U.S. Supreme Court Accepts Montana ‘Blaine Amendment’ Case

Published September 25, 2019

The U.S. Supreme Court will consider a case challenging a Montana Supreme Court decision that found the state’s school choice program violated the state constitution.

Montana is one of 37 states that has a “Blaine Amendment” barring “direct or indirect” state aid to religious schools. Montana’s Tax Credit Program, enacted in 2015, allowed taxpayers to take a state income-tax credit for donations to tuition scholarship organizations that paid for children to attend private schools chosen by their parents.

With this case, one single mother may open the door for education choice across the country. Kendra Espinoza is challenging a 2018 Montana Supreme Court ruling that struck down the state’s three-year-old tax credit scholarship program after the Montana Department of Revenue sought to block religious schools from participating.

The U.S. Supreme Court will hear Espinoza v. Montana Department of Revenue during its coming term, which starts on October 7, the court announced June 28.

Exemplary Case

The state bureaucracy betrayed parents like Espinoza by denying their children a chance at a parochial school education, says Jamie Gass, director of the Center for School Reform at the Pioneer Institute.

“Kendra … came under difficult circumstances, as a single mom, with children enrolled in a parochial school,” Gass said. “The Department of Revenue, in conjunction with the Montana Supreme Court, pulled the carpet out from under her.”

Espinoza’s family is the type that school choice programs are designed to help, Gass says.

“Generally speaking, tax credit programs are need-based, so I think the likelihood is that people of different backgrounds in need are going to be eligible for them,” Gass said.

Parents want a chance to decide what type of school is best for their children, says Leslie Hiner, vice president of programs for EdChoice.

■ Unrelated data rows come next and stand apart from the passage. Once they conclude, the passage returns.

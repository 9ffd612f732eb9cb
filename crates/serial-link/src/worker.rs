//! RX, TX and decode worker loops
//!
//! Each loop runs on a blocking thread until the shared running flag is
//! cleared. Every iteration runs under `catch_unwind`: errors and panics
//! alike go to the error reporter and the loop carries on. Only a transport
//! that reports itself closed ends a loop early.

use crate::error::LinkError;
use crate::report::ErrorReporter;
use crate::stats::LinkStats;
use crate::transport::Transport;
use frame_bus::FrameBus;
use frame_protocol::FrameDecoder;
use ring_buffer::RingBuffer;
use std::any::Any;
use std::panic::{self, AssertUnwindSafe};
use std::sync::atomic::{AtomicBool, Ordering};
use std::sync::{Arc, Mutex, MutexGuard, PoisonError};
use std::thread;
use std::time::Duration;
use tracing::{debug, trace};

pub(crate) const RX_WORKER: &str = "rx";
pub(crate) const TX_WORKER: &str = "tx";
pub(crate) const DECODE_WORKER: &str = "decode";

pub(crate) type SharedTransport = Arc<Mutex<Box<dyn Transport>>>;

pub(crate) fn lock_transport(transport: &SharedTransport) -> MutexGuard<'_, Box<dyn Transport>> {
    transport.lock().unwrap_or_else(PoisonError::into_inner)
}

/// What a loop does after one iteration
#[derive(Debug, Clone, Copy, PartialEq, Eq)]
enum Flow {
    Continue,
    Stop,
}

fn panic_reason(payload: &(dyn Any + Send)) -> String {
    if let Some(msg) = payload.downcast_ref::<&str>() {
        (*msg).to_string()
    } else if let Some(msg) = payload.downcast_ref::<String>() {
        msg.clone()
    } else {
        "unknown panic".to_string()
    }
}

/// Everything a worker loop needs, cloned once per worker
#[derive(Clone)]
pub(crate) struct WorkerContext {
    pub running: Arc<AtomicBool>,
    pub transport: SharedTransport,
    pub rx_buffer: Arc<RingBuffer<u8>>,
    pub tx_buffer: Arc<RingBuffer<u8>>,
    pub bus: Arc<FrameBus>,
    pub reporter: ErrorReporter,
    pub stats: Arc<LinkStats>,
    pub idle_poll: Duration,
    pub error_backoff: Duration,
    pub tx_chunk_size: usize,
}

impl WorkerContext {
    fn is_running(&self) -> bool {
        self.running.load(Ordering::Acquire)
    }

    /// Run an operation on the transport if it is still open
    fn with_transport<R>(
        &self,
        op: impl FnOnce(&mut dyn Transport) -> Result<R, LinkError>,
    ) -> Result<R, LinkError> {
        let mut transport = lock_transport(&self.transport);
        if !transport.is_open() {
            return Err(LinkError::TransportClosed);
        }
        op(&mut **transport)
    }

    /// Report an I/O failure and back off; a closed transport stops the loop
    fn handle_io_error(&self, worker: &'static str, error: LinkError) -> Flow {
        let closed = matches!(error, LinkError::TransportClosed);
        self.reporter.report(worker, error);
        if closed {
            return Flow::Stop;
        }
        thread::sleep(self.error_backoff);
        Flow::Continue
    }

    /// Drive `step` until the link stops or it asks to stop
    ///
    /// A panicking step is reported as [`LinkError::WorkerPanicked`] and
    /// retried after the error backoff.
    fn run(&self, worker: &'static str, mut step: impl FnMut() -> Flow) {
        debug!(worker, "Worker started");

        while self.is_running() {
            match panic::catch_unwind(AssertUnwindSafe(&mut step)) {
                Ok(Flow::Continue) => {}
                Ok(Flow::Stop) => break,
                Err(payload) => {
                    let reason = panic_reason(payload.as_ref());
                    self.reporter
                        .report(worker, LinkError::WorkerPanicked { worker, reason });
                    thread::sleep(self.error_backoff);
                }
            }
        }

        debug!(worker, "Worker stopped");
    }
}

/// Move transport bytes into the inbound buffer
pub(crate) fn rx_loop(ctx: WorkerContext) {
    ctx.run(RX_WORKER, || match ctx.with_transport(|t| t.read_available()) {
        Ok(bytes) if bytes.is_empty() => {
            thread::sleep(ctx.idle_poll);
            Flow::Continue
        }
        Ok(bytes) => {
            let accepted = ctx.rx_buffer.write(&bytes);
            let dropped = bytes.len() - accepted;
            ctx.stats.add_rx(accepted, dropped);
            if dropped > 0 {
                debug!(dropped, "Inbound buffer full, bytes dropped");
            }
            Flow::Continue
        }
        Err(error) => ctx.handle_io_error(RX_WORKER, error),
    });
}

/// Drain the outbound buffer to the transport
pub(crate) fn tx_loop(ctx: WorkerContext) {
    ctx.run(TX_WORKER, || {
        let chunk = ctx.tx_buffer.read(ctx.tx_chunk_size);
        if chunk.is_empty() {
            thread::sleep(ctx.idle_poll);
            return Flow::Continue;
        }

        match ctx.with_transport(|t| t.write(&chunk)) {
            Ok(()) => {
                ctx.stats.add_tx(chunk.len());
                trace!(bytes = chunk.len(), "Chunk transmitted");
                Flow::Continue
            }
            Err(error) => ctx.handle_io_error(TX_WORKER, error),
        }
    });
}

/// Decode inbound bytes and publish every frame on the bus
pub(crate) fn decode_loop(ctx: WorkerContext) {
    let mut decoder = FrameDecoder::new();

    ctx.run(DECODE_WORKER, || {
        match decoder.decode_next(&ctx.rx_buffer) {
            Some(Ok(frame)) => {
                ctx.stats.record_frame(&frame);
                let delivered = ctx.bus.publish(&frame);
                trace!(delivered, frame = %frame, "Frame published");
            }
            Some(Err(error)) => ctx.reporter.report(DECODE_WORKER, error.into()),
            None => thread::sleep(ctx.idle_poll),
        }
        Flow::Continue
    });
}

“The desire of parents to have true choice for their children’s education is driven by the needs of their children,” Hiner said. “Kendra Espinoza is like most parents. She knows what works for her children, and she knows when her children are not getting what they need.”

Conflicting Rulings

The U.S. Supreme Court ruled vouchers are constitutional in Zelman v. Simmons-Harris in 2002, and it ruled in favor of tax credit scholarship programs in 2011 when their constitutionality came under question in Arizona Christian School Tuition Organization v. Winn.

Yet another Supreme Court ruling gave state courts an opportunity to restrict parents’ ability to choose.

“In another ruling, in 2004, Locke v. Davey, the high court left the door open for states to rely on their own state constitutions to limit funding for students pursuing faith-based education,” Hiner said.

“As a result, with no clear ruling or guidance from the U.S. Supreme Court regarding the constitutionality of state Blaine Amendments, opponents challenge any school choice program they believe gives them the best chance to deny children the option to attend a school other than a public school,” Hiner said.

Based on ‘Religious Bigotry’?

Blaine Amendments to state constitutions—and a failed amendment to the U.S. Constitution proposed by Rep. James G. Blaine (R-ME)—were promoted in the late nineteenth century specifically to limit the influence of Catholics and immigrants.

“I think people are becoming more aware of this religious bigotry not just affecting Catholics but people of any faith,” Gass said.

Today, those state provisions are regularly used to intimidate lawmakers who are considering school choice programs, Hiner says.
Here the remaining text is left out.